• [WORK TO BE COMPLETED]: What lines of the data include the string "relative"? Copy them all.

• [SOURCE RECORDS]:
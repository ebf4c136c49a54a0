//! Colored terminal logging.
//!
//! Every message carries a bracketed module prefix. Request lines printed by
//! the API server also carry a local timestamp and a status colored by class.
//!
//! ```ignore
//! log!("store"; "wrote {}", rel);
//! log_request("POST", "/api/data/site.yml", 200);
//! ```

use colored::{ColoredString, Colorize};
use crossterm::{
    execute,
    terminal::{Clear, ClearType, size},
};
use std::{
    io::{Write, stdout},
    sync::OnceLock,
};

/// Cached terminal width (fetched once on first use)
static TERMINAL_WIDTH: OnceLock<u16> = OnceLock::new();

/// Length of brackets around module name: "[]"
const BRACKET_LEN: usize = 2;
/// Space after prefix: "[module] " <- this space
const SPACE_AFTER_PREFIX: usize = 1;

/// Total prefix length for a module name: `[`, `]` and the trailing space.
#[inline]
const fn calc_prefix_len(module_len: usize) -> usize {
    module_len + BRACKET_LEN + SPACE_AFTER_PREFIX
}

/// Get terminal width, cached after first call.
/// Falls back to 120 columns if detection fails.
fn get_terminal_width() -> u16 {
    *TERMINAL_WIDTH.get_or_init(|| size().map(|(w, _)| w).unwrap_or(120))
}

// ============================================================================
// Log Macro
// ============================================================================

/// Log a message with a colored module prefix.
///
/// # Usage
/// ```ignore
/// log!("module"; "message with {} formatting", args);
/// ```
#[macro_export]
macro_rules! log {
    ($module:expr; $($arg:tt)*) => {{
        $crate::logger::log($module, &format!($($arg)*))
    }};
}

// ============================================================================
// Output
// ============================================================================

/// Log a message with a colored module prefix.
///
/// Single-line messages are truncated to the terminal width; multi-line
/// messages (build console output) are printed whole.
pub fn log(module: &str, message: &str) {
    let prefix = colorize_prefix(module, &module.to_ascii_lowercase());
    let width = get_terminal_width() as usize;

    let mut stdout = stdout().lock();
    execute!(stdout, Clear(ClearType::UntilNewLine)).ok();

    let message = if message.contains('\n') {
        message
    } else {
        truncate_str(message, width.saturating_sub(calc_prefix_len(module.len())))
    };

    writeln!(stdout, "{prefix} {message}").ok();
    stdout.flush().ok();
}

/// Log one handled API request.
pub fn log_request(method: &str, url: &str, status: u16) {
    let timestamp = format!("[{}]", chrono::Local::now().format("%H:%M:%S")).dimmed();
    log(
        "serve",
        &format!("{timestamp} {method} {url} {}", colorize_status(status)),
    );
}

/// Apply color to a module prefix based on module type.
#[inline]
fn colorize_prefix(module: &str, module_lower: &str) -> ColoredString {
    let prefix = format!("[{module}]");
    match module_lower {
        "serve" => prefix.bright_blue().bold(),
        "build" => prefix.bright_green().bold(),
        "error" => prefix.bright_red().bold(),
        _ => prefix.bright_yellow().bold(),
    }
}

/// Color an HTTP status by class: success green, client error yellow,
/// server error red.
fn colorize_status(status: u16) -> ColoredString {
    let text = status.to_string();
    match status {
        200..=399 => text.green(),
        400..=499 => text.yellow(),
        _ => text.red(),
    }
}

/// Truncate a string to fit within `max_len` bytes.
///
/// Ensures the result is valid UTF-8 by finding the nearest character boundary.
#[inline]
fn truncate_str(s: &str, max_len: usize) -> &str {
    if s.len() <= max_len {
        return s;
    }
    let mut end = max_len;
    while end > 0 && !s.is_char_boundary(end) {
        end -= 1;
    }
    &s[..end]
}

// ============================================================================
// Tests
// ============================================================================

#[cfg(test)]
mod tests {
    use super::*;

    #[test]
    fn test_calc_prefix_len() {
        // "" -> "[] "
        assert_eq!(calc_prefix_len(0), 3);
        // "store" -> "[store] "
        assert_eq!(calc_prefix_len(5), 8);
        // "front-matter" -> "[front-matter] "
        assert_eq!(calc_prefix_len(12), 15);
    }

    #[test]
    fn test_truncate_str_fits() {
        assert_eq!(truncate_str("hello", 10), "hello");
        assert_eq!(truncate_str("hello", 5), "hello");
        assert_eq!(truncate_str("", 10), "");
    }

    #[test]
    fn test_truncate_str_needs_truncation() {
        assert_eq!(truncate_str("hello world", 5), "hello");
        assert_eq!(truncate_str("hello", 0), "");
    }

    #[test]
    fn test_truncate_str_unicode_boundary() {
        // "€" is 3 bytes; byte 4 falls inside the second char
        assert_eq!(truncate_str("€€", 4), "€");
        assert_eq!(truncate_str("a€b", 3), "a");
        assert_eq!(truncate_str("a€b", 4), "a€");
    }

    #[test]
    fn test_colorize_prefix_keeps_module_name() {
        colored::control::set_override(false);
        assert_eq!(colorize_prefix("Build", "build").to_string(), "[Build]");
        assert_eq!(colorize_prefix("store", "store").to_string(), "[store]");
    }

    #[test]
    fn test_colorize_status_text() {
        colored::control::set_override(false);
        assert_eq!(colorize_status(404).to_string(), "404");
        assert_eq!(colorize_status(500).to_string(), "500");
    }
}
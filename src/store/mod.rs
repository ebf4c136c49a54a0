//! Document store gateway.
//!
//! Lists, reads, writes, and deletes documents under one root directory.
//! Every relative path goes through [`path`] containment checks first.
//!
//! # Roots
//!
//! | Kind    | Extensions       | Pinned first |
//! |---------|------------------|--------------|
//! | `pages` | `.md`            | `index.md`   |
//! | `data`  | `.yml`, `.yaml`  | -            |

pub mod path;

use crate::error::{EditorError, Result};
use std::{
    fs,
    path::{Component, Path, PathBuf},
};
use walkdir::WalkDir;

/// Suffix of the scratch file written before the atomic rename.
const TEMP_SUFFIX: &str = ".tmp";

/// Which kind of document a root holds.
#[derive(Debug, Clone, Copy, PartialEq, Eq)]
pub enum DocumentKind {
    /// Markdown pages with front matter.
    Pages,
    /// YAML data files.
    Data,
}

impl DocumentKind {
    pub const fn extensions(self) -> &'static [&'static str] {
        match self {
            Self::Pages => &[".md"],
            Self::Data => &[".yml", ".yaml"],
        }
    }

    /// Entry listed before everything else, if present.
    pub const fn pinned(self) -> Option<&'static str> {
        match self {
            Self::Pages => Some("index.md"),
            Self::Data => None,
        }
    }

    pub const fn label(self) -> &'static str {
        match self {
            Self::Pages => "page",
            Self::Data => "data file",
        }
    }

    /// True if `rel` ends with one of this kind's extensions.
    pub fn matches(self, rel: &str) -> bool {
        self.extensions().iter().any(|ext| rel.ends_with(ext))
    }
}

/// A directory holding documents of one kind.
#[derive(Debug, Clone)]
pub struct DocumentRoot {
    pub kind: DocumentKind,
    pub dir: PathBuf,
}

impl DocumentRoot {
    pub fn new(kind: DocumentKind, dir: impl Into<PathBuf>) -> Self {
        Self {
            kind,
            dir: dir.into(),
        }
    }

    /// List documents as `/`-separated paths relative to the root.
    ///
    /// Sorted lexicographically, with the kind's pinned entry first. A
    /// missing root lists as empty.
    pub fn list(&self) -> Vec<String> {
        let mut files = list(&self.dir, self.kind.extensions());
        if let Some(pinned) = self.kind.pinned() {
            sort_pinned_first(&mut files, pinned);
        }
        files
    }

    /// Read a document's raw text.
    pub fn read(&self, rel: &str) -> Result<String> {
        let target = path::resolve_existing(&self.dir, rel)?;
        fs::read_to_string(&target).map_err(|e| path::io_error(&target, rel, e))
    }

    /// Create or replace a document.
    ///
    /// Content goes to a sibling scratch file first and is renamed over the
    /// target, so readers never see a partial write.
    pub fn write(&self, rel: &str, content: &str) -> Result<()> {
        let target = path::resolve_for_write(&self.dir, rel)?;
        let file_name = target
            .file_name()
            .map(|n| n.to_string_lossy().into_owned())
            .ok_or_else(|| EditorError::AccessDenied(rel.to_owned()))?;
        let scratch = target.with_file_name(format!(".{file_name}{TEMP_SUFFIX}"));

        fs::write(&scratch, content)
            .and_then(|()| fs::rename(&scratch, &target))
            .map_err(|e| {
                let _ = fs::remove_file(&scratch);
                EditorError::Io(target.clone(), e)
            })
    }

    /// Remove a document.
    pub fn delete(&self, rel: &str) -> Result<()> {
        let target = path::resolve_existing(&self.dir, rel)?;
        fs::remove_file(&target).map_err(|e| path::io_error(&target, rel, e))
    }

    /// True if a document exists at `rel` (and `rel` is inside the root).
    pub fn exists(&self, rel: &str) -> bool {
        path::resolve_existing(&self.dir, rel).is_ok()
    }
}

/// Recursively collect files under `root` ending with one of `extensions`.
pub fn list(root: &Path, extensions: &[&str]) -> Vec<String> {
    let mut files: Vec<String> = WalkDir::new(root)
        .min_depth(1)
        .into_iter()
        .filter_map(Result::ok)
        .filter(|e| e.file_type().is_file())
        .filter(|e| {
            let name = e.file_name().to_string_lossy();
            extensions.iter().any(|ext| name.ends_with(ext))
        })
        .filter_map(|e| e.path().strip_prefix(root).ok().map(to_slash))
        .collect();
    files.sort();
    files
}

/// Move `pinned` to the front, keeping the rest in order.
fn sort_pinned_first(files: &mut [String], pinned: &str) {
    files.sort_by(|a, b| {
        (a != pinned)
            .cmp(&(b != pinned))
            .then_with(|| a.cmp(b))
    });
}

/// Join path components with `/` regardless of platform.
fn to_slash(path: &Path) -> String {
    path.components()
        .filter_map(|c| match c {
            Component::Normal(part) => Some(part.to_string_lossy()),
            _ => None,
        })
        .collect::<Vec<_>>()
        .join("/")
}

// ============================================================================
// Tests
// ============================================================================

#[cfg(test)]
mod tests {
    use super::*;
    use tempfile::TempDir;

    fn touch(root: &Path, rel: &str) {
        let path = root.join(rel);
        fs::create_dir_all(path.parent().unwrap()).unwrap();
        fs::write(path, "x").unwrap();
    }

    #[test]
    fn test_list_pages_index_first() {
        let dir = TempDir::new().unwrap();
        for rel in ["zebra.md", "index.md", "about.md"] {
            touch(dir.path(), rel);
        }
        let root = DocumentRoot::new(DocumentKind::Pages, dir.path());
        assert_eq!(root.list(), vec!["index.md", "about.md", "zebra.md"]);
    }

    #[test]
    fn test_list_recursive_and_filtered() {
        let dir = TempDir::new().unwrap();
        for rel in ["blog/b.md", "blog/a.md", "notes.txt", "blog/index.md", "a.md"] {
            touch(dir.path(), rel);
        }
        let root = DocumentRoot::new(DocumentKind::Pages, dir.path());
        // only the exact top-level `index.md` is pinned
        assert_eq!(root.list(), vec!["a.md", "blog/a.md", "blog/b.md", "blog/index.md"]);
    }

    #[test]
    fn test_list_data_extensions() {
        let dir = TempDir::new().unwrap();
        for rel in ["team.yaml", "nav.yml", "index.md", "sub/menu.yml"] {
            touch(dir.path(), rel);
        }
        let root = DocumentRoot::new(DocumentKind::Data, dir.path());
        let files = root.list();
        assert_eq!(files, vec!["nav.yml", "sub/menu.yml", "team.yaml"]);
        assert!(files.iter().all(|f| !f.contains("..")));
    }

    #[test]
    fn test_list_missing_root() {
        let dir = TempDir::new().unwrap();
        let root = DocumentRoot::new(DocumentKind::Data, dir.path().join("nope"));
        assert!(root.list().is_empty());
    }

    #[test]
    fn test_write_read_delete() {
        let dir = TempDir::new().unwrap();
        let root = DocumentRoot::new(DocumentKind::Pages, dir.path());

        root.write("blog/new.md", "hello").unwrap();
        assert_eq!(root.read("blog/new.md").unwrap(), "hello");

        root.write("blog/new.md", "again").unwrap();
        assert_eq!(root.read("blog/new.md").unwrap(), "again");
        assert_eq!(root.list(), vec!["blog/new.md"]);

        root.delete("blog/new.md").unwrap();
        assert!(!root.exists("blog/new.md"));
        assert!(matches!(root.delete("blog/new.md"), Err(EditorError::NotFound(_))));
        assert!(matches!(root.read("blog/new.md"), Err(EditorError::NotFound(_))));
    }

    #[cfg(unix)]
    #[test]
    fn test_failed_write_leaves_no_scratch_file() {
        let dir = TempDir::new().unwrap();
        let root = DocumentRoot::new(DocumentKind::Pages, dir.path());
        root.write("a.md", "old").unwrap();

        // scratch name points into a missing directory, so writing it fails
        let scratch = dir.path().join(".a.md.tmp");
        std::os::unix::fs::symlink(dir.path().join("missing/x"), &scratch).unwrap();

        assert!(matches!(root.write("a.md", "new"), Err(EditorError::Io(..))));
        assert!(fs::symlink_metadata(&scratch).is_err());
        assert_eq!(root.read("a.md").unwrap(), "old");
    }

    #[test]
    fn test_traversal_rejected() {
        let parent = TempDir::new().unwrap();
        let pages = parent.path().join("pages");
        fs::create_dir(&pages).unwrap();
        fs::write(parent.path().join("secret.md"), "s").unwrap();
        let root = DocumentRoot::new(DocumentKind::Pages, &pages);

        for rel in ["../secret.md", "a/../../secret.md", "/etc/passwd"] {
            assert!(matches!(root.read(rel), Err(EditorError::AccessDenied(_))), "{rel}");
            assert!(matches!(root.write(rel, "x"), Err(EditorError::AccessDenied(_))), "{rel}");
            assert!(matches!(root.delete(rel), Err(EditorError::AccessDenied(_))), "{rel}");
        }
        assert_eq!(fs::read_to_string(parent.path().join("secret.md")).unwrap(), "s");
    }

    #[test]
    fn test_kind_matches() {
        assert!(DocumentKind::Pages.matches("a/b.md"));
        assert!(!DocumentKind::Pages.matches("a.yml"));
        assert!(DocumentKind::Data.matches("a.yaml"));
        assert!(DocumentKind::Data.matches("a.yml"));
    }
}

• [RESULT BELOW]:
//! Every relative path goes through [`path`] containment checks first.
    /// List documents as `/`-separated paths relative to the root.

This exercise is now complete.